Respondent submits that this matter is moot in that the academic school year has concluded and the prom and graduation ceremony have already been held. Respondent further argues that the penalty imposed is not excessive and is clearly supported by the severity of the conduct in question. Finally, respondent submits that petitioners’ assertion that the district was obligated to provide alternative instruction to Ryan is contrary to law because he is not within the ages of compulsory school attendance.

The appeal must be dismissed because it is moot. The Commissioner of Education will only decide matters in actual controversy and will not render a decision on a state of facts which no longer exist or which subsequent events have laid to rest (Appeal of Morenus, 39 Ed Dept Rep ___, Decision No. 14,165; Appeal of June D., 38 id. 596, Decision No. 14,101; Appeal of McConnon, 37 id. 691, Decision No. 13,959). Petitioners appeal the penalty imposed, not the finding of guilt. Thus, the only relief that could be granted has already been denied with my rejection of petitioners' request for interim relief on June 11, 1999. As a practical matter, Ryan has already served his suspension, the academic year has concluded and the prom and graduation ceremony have been held. Thus any issue with respect to the appropriateness of the penalty is academic, and the appeal is moot (Appeal of Kainz, 38 Ed Dept Rep 339, Decision No. 14,049; Appeal of Oyibo, 37 id. 356, Decision No. 13,878; Appeal of Laudin, 37 id. 3, Decision No. 13,789).
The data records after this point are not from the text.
//! WebSocket upgrade endpoint.
//!
//! The token rides in `?token=` or `Authorization: Bearer`. Auth failures
//! still upgrade, then close immediately with a telling close code, so
//! clients can distinguish an expired token from a bad one.

use axum::extract::ws::{CloseFrame, Message, WebSocket, WebSocketUpgrade};
use axum::extract::{Query, State};
use axum::http::HeaderMap;
use axum::response::Response;
use serde::Deserialize;
use std::time::Duration;
use uuid::Uuid;

use crate::auth::{jwt, Principal};
use crate::hub::connection::{self, Connection, MAX_FRAME_SIZE};
use crate::protocol::{ConnectedPayload, Envelope, MessageType};
use crate::state::AppState;

/// WebSocket close codes:
/// 4001 = token expired
/// 4002 = token invalid or missing
const CLOSE_TOKEN_EXPIRED: u16 = 4001;
const CLOSE_TOKEN_INVALID: u16 = 4002;

/// Presence TTL is five minutes; refresh comfortably inside it.
const PRESENCE_REFRESH_PERIOD: Duration = Duration::from_secs(240);

#[derive(Debug, Deserialize)]
pub struct WsAuthQuery {
    pub token: Option<String>,
}

/// GET on the configured ws path. Authenticates, upgrades, and runs the
/// connection endpoint.
pub async fn ws_upgrade(
    State(state): State<AppState>,
    Query(params): Query<WsAuthQuery>,
    headers: HeaderMap,
    ws: WebSocketUpgrade,
) -> Response {
    let token = params.token.or_else(|| bearer_token(&headers));

    let Some(token) = token else {
        tracing::warn!("websocket upgrade without a token");
        return close_after_upgrade(ws, CLOSE_TOKEN_INVALID, "Token missing");
    };

    match jwt::validate_token(state.jwt_secret.as_bytes(), &token) {
        Ok(claims) => {
            tracing::info!(user_id = %claims.sub, "websocket connection authenticated");
            ws.max_message_size(MAX_FRAME_SIZE)
                .on_upgrade(move |socket| handle_authenticated(socket, state, claims.into()))
        }
        Err(err) => {
            let (close_code, reason) = match err.kind() {
                jsonwebtoken::errors::ErrorKind::ExpiredSignature => {
                    (CLOSE_TOKEN_EXPIRED, "Token expired")
                }
                _ => (CLOSE_TOKEN_INVALID, "Token invalid"),
            };
            tracing::warn!(close_code, reason, "websocket auth failed");
            close_after_upgrade(ws, close_code, reason)
        }
    }
}

fn bearer_token(headers: &HeaderMap) -> Option<String> {
    headers
        .get("Authorization")?
        .to_str()
        .ok()?
        .strip_prefix("Bearer ")
        .map(str::to_string)
}

fn close_after_upgrade(ws: WebSocketUpgrade, code: u16, reason: &'static str) -> Response {
    ws.on_upgrade(move |mut socket| async move {
        let _ = socket
            .send(Message::Close(Some(CloseFrame {
                code,
                reason: reason.into(),
            })))
            .await;
    })
}

async fn handle_authenticated(socket: WebSocket, state: AppState, principal: Principal) {
    let connection_id = Uuid::new_v4().to_string();
    let (conn, queue, shutdown) = Connection::new(connection_id, principal);

    state.hub.schedule_register(&conn);

    if let Some(presence) = &state.presence {
        if let Err(e) = presence.set_online(conn.user_id()).await {
            tracing::warn!(user_id = %conn.user_id(), error = %e, "failed to record presence");
        }
    }

    // First frame after registration.
    if let Ok(greeting) = Envelope::new(
        MessageType::Connected,
        ConnectedPayload {
            user_id: conn.user_id().to_string(),
            instance_id: state.instance_id.clone(),
        },
    ) {
        state.hub.send_to_connection(&conn, &greeting);
    }

    tracing::info!(
        client_id = %conn.id,
        user_id = %conn.user_id(),
        "websocket connection established"
    );

    // Keep the presence TTL alive for the connection's lifetime.
    let refresh = state.presence.clone().map(|presence| {
        let user_id = conn.user_id().to_string();
        tokio::spawn(async move {
            let mut ticker = tokio::time::interval(PRESENCE_REFRESH_PERIOD);
            ticker.tick().await;
            loop {
                ticker.tick().await;
                if let Err(e) = presence.refresh(&user_id).await {
                    tracing::debug!(user_id = %user_id, error = %e, "presence refresh failed");
                }
            }
        })
    });

    connection::run(state.hub.clone(), conn.clone(), socket, queue, shutdown).await;

    if let Some(handle) = refresh {
        handle.abort();
    }

    // connection::run returns only after the hub applied the unregister, so
    // this count reflects the removal: clear this instance's presence entry
    // once the user's last local connection is gone.
    if let Some(presence) = &state.presence {
        if state.hub.user_connection_count(conn.user_id()) == 0 {
            if let Err(e) = presence.set_offline(conn.user_id()).await {
                tracing::warn!(user_id = %conn.user_id(), error = %e, "failed to clear presence");
            }
        }
    }
}
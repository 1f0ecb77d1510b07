use std::sync::Arc;
use std::time::Duration;

use redis::aio::ConnectionManager;
use tokio::net::TcpListener;
use tokio::sync::mpsc;

use arena_socket_server::cluster::{self, BusPublisher, Fanout, Subscriber};
use arena_socket_server::config::{generate_config_template, Config};
use arena_socket_server::hub::Hub;
use arena_socket_server::presence::PresenceManager;
use arena_socket_server::state::AppState;
use arena_socket_server::{ingress, routes};

/// Budget for draining open connections after a shutdown signal.
const SHUTDOWN_GRACE: Duration = Duration::from_secs(30);

#[tokio::main]
async fn main() -> Result<(), Box<dyn std::error::Error>> {
    let config = Config::load()?;

    // Handle --generate-config: print template and exit
    if config.generate_config {
        print!("{}", generate_config_template());
        return Ok(());
    }

    // Initialize tracing/logging
    let default_filter = if config.is_development() {
        "arena_socket_server=debug"
    } else {
        "arena_socket_server=info"
    };
    let env_filter = tracing_subscriber::EnvFilter::try_from_default_env()
        .unwrap_or_else(|_| default_filter.parse().expect("valid default filter"));
    if config.json_logs {
        tracing_subscriber::fmt().json().with_env_filter(env_filter).init();
    } else {
        tracing_subscriber::fmt().pretty().with_env_filter(env_filter).init();
    }

    tracing::info!(
        port = config.port,
        env = %config.env,
        version = env!("CARGO_PKG_VERSION"),
        "starting socket service"
    );

    if config.jwt_secret.is_empty() {
        tracing::error!("ARENA_JWT_SECRET is required");
        return Err("ARENA_JWT_SECRET is required".into());
    }

    let instance_id = cluster::generate_instance_id();

    // Shared store: commands/publishing over one managed connection,
    // the subscriber dials its own.
    let redis_client = redis::Client::open(config.redis_url.clone())?;
    let redis_conn = match ConnectionManager::new(redis_client.clone()).await {
        Ok(conn) => conn,
        Err(e) => {
            tracing::error!(error = %e, "failed to connect to redis");
            return Err(e.into());
        }
    };

    // Hub with its serial register/unregister task
    let (interest_tx, interest_rx) = mpsc::unbounded_channel();
    let (hub, hub_commands) = Hub::new(Some(interest_tx));
    tokio::spawn(Arc::clone(&hub).run(hub_commands));

    // Cross-instance plane
    let publisher = BusPublisher::new(redis_conn.clone(), instance_id.clone());
    let subscriber = Subscriber::new(redis_client, Arc::clone(&hub), instance_id.clone());
    let subscriber_handle = tokio::spawn(subscriber.run(interest_rx));

    let presence = PresenceManager::new(redis_conn, instance_id.clone());
    let fanout = Fanout::new(Arc::clone(&hub), Some(publisher));

    // Event bus ingress
    let consumer_handles = match ingress::spawn_consumers(&config, fanout) {
        Ok(handles) => handles,
        Err(e) => {
            tracing::error!(error = %e, "failed to start event bus consumers");
            return Err(e.into());
        }
    };

    let state = AppState {
        hub: Arc::clone(&hub),
        presence: Some(presence),
        jwt_secret: config.jwt_secret.clone(),
        instance_id: instance_id.clone(),
        ws_path: config.ws_path.clone(),
    };

    if config.metrics_enabled {
        let metrics_addr = format!("{}:{}", config.bind_address, config.metrics_port);
        let metrics_hub = Arc::clone(&hub);
        tokio::spawn(async move {
            let app = axum::Router::new().route(
                "/metrics",
                axum::routing::get(move || {
                    let hub = Arc::clone(&metrics_hub);
                    async move { axum::Json(hub.stats()) }
                }),
            );
            match TcpListener::bind(&metrics_addr).await {
                Ok(listener) => {
                    tracing::info!(addr = %metrics_addr, "metrics server started");
                    if let Err(e) = axum::serve(listener, app).await {
                        tracing::error!(error = %e, "metrics server error");
                    }
                }
                Err(e) => tracing::error!(error = %e, "failed to bind metrics port"),
            }
        });
    }

    let app = routes::build_router(state);
    let addr = format!("{}:{}", config.bind_address, config.port);
    let listener = TcpListener::bind(&addr).await?;
    tracing::info!(addr = %addr, instance_id = %instance_id, "websocket server started");

    axum::serve(listener, app)
        .with_graceful_shutdown(shutdown_signal())
        .await?;

    for handle in &consumer_handles {
        handle.abort();
    }
    subscriber_handle.abort();
    tracing::info!("server stopped gracefully");
    Ok(())
}

/// Resolve on SIGINT or SIGTERM, then arm a watchdog that force-exits if
/// draining open connections exceeds the grace budget.
async fn shutdown_signal() {
    let ctrl_c = async {
        tokio::signal::ctrl_c()
            .await
            .expect("failed to install SIGINT handler");
    };

    #[cfg(unix)]
    let terminate = async {
        tokio::signal::unix::signal(tokio::signal::unix::SignalKind::terminate())
            .expect("failed to install SIGTERM handler")
            .recv()
            .await;
    };

    #[cfg(not(unix))]
    let terminate = std::future::pending::<()>();

    tokio::select! {
        _ = ctrl_c => {}
        _ = terminate => {}
    }

    tracing::info!("shutdown signal received, draining connections");

    tokio::spawn(async {
        tokio::time::sleep(SHUTDOWN_GRACE).await;
        tracing::warn!("graceful shutdown timed out, exiting");
        std::process::exit(0);
    });
}
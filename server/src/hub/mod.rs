//! Central registry for live connections and dispatch entry points.
//!
//! Structural changes (register/unregister) are funneled through one serial
//! task so they never race; read-heavy dispatch paths take short read locks,
//! snapshot their targets, and deliver without holding anything. A slow
//! consumer never stalls fan-out: a full send queue drops the connection on
//! directed sends and is silently skipped on broadcast-style sends.

pub mod connection;
pub mod room;

use std::collections::{HashMap, HashSet};
use std::sync::{Arc, RwLock};

use axum::extract::ws::Message;
use tokio::sync::mpsc;
use tokio::sync::mpsc::error::TrySendError;
use tokio::sync::oneshot;

use crate::protocol::{
    Envelope, JoinRoomPayload, LeaveRoomPayload, MessageType, RoomJoinedPayload, RoomLeftPayload,
    ERR_INVALID_PAYLOAD, ERR_INVALID_ROOM, ERR_PARSE, ERR_UNKNOWN_TYPE,
};
use connection::Connection;
use room::RoomManager;

/// Structural change requests processed by the hub's serial task. The
/// optional ack on unregister resolves once the removal has been applied,
/// for callers that must observe post-unregister index state.
pub enum HubCommand {
    Register(Arc<Connection>),
    Unregister(Arc<Connection>, Option<oneshot::Sender<()>>),
}

/// Local-interest transitions, consumed by the cross-instance plane to keep
/// its channel subscriptions in step with what this instance can deliver.
#[derive(Debug, Clone, PartialEq, Eq)]
pub enum Interest {
    SubscribeRoom(String),
    UnsubscribeRoom(String),
    SubscribeUser(String),
    UnsubscribeUser(String),
}

#[derive(Default)]
struct Indices {
    /// All live connections, keyed by connection id.
    connections: HashMap<String, Arc<Connection>>,
    /// Principal id → ids of that principal's connections. Never holds an
    /// empty set.
    by_user: HashMap<String, HashSet<String>>,
}

pub struct Hub {
    indices: RwLock<Indices>,
    rooms: RoomManager,
    commands: mpsc::UnboundedSender<HubCommand>,
    interest: Option<mpsc::UnboundedSender<Interest>>,
}

impl Hub {
    /// Create the hub and the command receiver for its serial task. Pass an
    /// interest sender when a cross-instance plane is attached.
    pub fn new(
        interest: Option<mpsc::UnboundedSender<Interest>>,
    ) -> (Arc<Self>, mpsc::UnboundedReceiver<HubCommand>) {
        let (commands, rx) = mpsc::unbounded_channel();
        let hub = Arc::new(Self {
            indices: RwLock::new(Indices::default()),
            rooms: RoomManager::new(),
            commands,
            interest,
        });
        (hub, rx)
    }

    /// Serial register/unregister loop. Runs until every command sender is
    /// dropped.
    pub async fn run(self: Arc<Self>, mut commands: mpsc::UnboundedReceiver<HubCommand>) {
        while let Some(command) = commands.recv().await {
            match command {
                HubCommand::Register(conn) => self.register_connection(&conn),
                HubCommand::Unregister(conn, ack) => {
                    self.unregister_connection(&conn);
                    if let Some(ack) = ack {
                        let _ = ack.send(());
                    }
                }
            }
        }
    }

    pub fn schedule_register(&self, conn: &Arc<Connection>) {
        let _ = self.commands.send(HubCommand::Register(Arc::clone(conn)));
    }

    pub fn schedule_unregister(&self, conn: &Arc<Connection>) {
        let _ = self
            .commands
            .send(HubCommand::Unregister(Arc::clone(conn), None));
    }

    /// Unregister and resolve only after the serial task has applied the
    /// removal, so the caller reads post-unregister index state (e.g. the
    /// user's remaining connection count).
    pub async fn unregister_and_wait(&self, conn: &Arc<Connection>) {
        let (ack, applied) = oneshot::channel();
        if self
            .commands
            .send(HubCommand::Unregister(Arc::clone(conn), Some(ack)))
            .is_ok()
        {
            let _ = applied.await;
        }
    }

    fn register_connection(&self, conn: &Arc<Connection>) {
        let (first_for_user, total) = {
            let mut indices = self.indices.write().expect("hub indices lock poisoned");
            indices
                .connections
                .insert(conn.id.clone(), Arc::clone(conn));
            let user_conns = indices.by_user.entry(conn.user_id().to_string()).or_default();
            let first = user_conns.is_empty();
            user_conns.insert(conn.id.clone());
            (first, indices.connections.len())
        };

        if first_for_user {
            self.notify_interest(Interest::SubscribeUser(conn.user_id().to_string()));
        }

        tracing::info!(
            client_id = %conn.id,
            user_id = %conn.user_id(),
            total_clients = total,
            "client registered"
        );
    }

    /// Tear a connection down: leave every room, drop it from both indices,
    /// close its send queue. A second call for the same connection is a
    /// no-op.
    fn unregister_connection(&self, conn: &Arc<Connection>) {
        let (dropped_rooms, last_for_user, total) = {
            let mut indices = self.indices.write().expect("hub indices lock poisoned");
            if indices.connections.remove(&conn.id).is_none() {
                return;
            }

            let dropped_rooms = self.rooms.leave_all(conn);

            let mut last = false;
            if let Some(user_conns) = indices.by_user.get_mut(conn.user_id()) {
                user_conns.remove(&conn.id);
                if user_conns.is_empty() {
                    indices.by_user.remove(conn.user_id());
                    last = true;
                }
            }
            (dropped_rooms, last, indices.connections.len())
        };

        conn.close();

        for room_id in dropped_rooms {
            self.notify_interest(Interest::UnsubscribeRoom(room_id));
        }
        if last_for_user {
            self.notify_interest(Interest::UnsubscribeUser(conn.user_id().to_string()));
        }

        tracing::info!(
            client_id = %conn.id,
            user_id = %conn.user_id(),
            total_clients = total,
            "client unregistered"
        );
    }

    /// Parse an inbound frame and route it by message type.
    pub fn dispatch_inbound(&self, conn: &Arc<Connection>, data: &[u8]) {
        let envelope = match Envelope::parse(data) {
            Ok(envelope) => envelope,
            Err(e) => {
                tracing::warn!(client_id = %conn.id, error = %e, "failed to parse message");
                self.send_error(conn, ERR_PARSE, "Invalid message format", None);
                return;
            }
        };

        tracing::debug!(
            client_id = %conn.id,
            message_type = envelope.kind.as_str(),
            "processing message"
        );

        match envelope.kind {
            MessageType::JoinRoom => self.handle_join_room(conn, envelope),
            MessageType::LeaveRoom => self.handle_leave_room(conn, envelope),
            MessageType::Ping => {
                let reply = Envelope::empty(MessageType::Pong).with_request_id(envelope.request_id);
                self.send_to_connection(conn, &reply);
            }
            _ => {
                self.send_error(conn, ERR_UNKNOWN_TYPE, "Unknown message type", envelope.request_id)
            }
        }
    }

    fn handle_join_room(&self, conn: &Arc<Connection>, envelope: Envelope) {
        let payload: JoinRoomPayload = match envelope
            .payload
            .map(serde_json::from_value)
            .transpose()
        {
            Ok(Some(payload)) => payload,
            _ => {
                self.send_error(
                    conn,
                    ERR_INVALID_PAYLOAD,
                    "Invalid join room payload",
                    envelope.request_id,
                );
                return;
            }
        };

        if payload.room_id.is_empty() {
            self.send_error(conn, ERR_INVALID_ROOM, "Room ID is required", envelope.request_id);
            return;
        }

        let (room, created) = self.rooms.join(&payload.room_id, conn);
        if created {
            self.notify_interest(Interest::SubscribeRoom(payload.room_id.clone()));
        }

        tracing::info!(
            client_id = %conn.id,
            room_id = %payload.room_id,
            member_count = room.member_count(),
            "client joined room"
        );

        let Ok(reply) = Envelope::new(
            MessageType::RoomJoined,
            RoomJoinedPayload {
                room_id: payload.room_id,
                member_count: room.member_count(),
            },
        ) else {
            return;
        };
        self.send_to_connection(conn, &reply.with_request_id(envelope.request_id));
    }

    fn handle_leave_room(&self, conn: &Arc<Connection>, envelope: Envelope) {
        let payload: LeaveRoomPayload = match envelope
            .payload
            .map(serde_json::from_value)
            .transpose()
        {
            Ok(Some(payload)) => payload,
            _ => {
                self.send_error(
                    conn,
                    ERR_INVALID_PAYLOAD,
                    "Invalid leave room payload",
                    envelope.request_id,
                );
                return;
            }
        };

        if self.rooms.leave(&payload.room_id, conn) {
            self.notify_interest(Interest::UnsubscribeRoom(payload.room_id.clone()));
        }

        tracing::info!(
            client_id = %conn.id,
            room_id = %payload.room_id,
            "client left room"
        );

        let Ok(reply) = Envelope::new(
            MessageType::RoomLeft,
            RoomLeftPayload {
                room_id: payload.room_id,
            },
        ) else {
            return;
        };
        self.send_to_connection(conn, &reply.with_request_id(envelope.request_id));
    }

    /// Directed send to one connection. A full queue drops the connection.
    pub fn send_to_connection(&self, conn: &Arc<Connection>, envelope: &Envelope) {
        let Some(frame) = encode_frame(envelope) else {
            return;
        };
        self.deliver(conn, frame, true);
    }

    /// Send to every connection of a principal on this instance. The target
    /// set is snapshotted under the read lock and released before delivery.
    pub fn send_to_user(&self, user_id: &str, envelope: &Envelope) {
        let targets: Vec<Arc<Connection>> = {
            let indices = self.indices.read().expect("hub indices lock poisoned");
            indices
                .by_user
                .get(user_id)
                .map(|ids| {
                    ids.iter()
                        .filter_map(|id| indices.connections.get(id).cloned())
                        .collect()
                })
                .unwrap_or_default()
        };

        let Some(frame) = encode_frame(envelope) else {
            return;
        };
        for conn in targets {
            self.deliver(&conn, frame.clone(), true);
        }
    }

    /// Send to every member of a room on this instance. Encoded once; full
    /// queues are skipped so one slow member cannot stall the room.
    pub fn send_to_room(&self, room_id: &str, envelope: &Envelope) {
        let Some(room) = self.rooms.get(room_id) else {
            return;
        };
        let Some(frame) = encode_frame(envelope) else {
            return;
        };
        for conn in room.members() {
            self.deliver(&conn, frame.clone(), false);
        }
    }

    /// Send to every connection on this instance.
    pub fn broadcast(&self, envelope: &Envelope) {
        let targets: Vec<Arc<Connection>> = {
            let indices = self.indices.read().expect("hub indices lock poisoned");
            indices.connections.values().cloned().collect()
        };

        let Some(frame) = encode_frame(envelope) else {
            return;
        };
        for conn in targets {
            self.deliver(&conn, frame.clone(), false);
        }
    }

    fn deliver(&self, conn: &Arc<Connection>, frame: Message, directed: bool) {
        match conn.try_send(frame) {
            Ok(()) => {}
            Err(TrySendError::Full(_)) => {
                if directed {
                    tracing::warn!(
                        client_id = %conn.id,
                        "client send buffer full, disconnecting"
                    );
                    self.schedule_unregister(conn);
                }
            }
            Err(TrySendError::Closed(_)) => {}
        }
    }

    fn send_error(
        &self,
        conn: &Arc<Connection>,
        code: &str,
        message: &str,
        request_id: Option<String>,
    ) {
        let envelope = Envelope::error(code, message, request_id);
        self.send_to_connection(conn, &envelope);
    }

    fn notify_interest(&self, interest: Interest) {
        if let Some(tx) = &self.interest {
            let _ = tx.send(interest);
        }
    }

    pub fn connection_count(&self) -> usize {
        self.indices
            .read()
            .expect("hub indices lock poisoned")
            .connections
            .len()
    }

    /// Number of this principal's connections on this instance.
    pub fn user_connection_count(&self, user_id: &str) -> usize {
        self.indices
            .read()
            .expect("hub indices lock poisoned")
            .by_user
            .get(user_id)
            .map(HashSet::len)
            .unwrap_or(0)
    }

    pub fn room_member_count(&self, room_id: &str) -> usize {
        self.rooms.get(room_id).map(|r| r.member_count()).unwrap_or(0)
    }

    pub fn has_room(&self, room_id: &str) -> bool {
        self.rooms.get(room_id).is_some()
    }

    /// Registry snapshot served by `GET /ready`.
    pub fn stats(&self) -> serde_json::Value {
        let indices = self.indices.read().expect("hub indices lock poisoned");
        serde_json::json!({
            "totalClients": indices.connections.len(),
            "totalUsers": indices.by_user.len(),
            "rooms": self.rooms.stats(),
        })
    }
}

fn encode_frame(envelope: &Envelope) -> Option<Message> {
    match envelope.to_bytes() {
        Ok(bytes) => match String::from_utf8(bytes) {
            Ok(text) => Some(Message::Text(text.into())),
            Err(_) => None,
        },
        Err(e) => {
            tracing::error!(error = %e, "failed to serialize envelope");
            None
        }
    }
}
Finally, I note that the record does not support petitioners’ claim that respondent impermissibly banished Ryan from the high school forever. The transcript of the superintendent’s hearing, which was attached as an exhibit to the petition, indicates that if Ryan failed to graduate in June of 1999, he would be permitted to attend summer school or return to school the following September. Therefore, I conclude that respondent did not permanently suspend or banish Ryan from school grounds (Appeal of McNamara, 37 Ed Dept Rep 326, Decision No. 13,871).

In light of the forgoing disposition, I need not address the parties’ remaining contentions.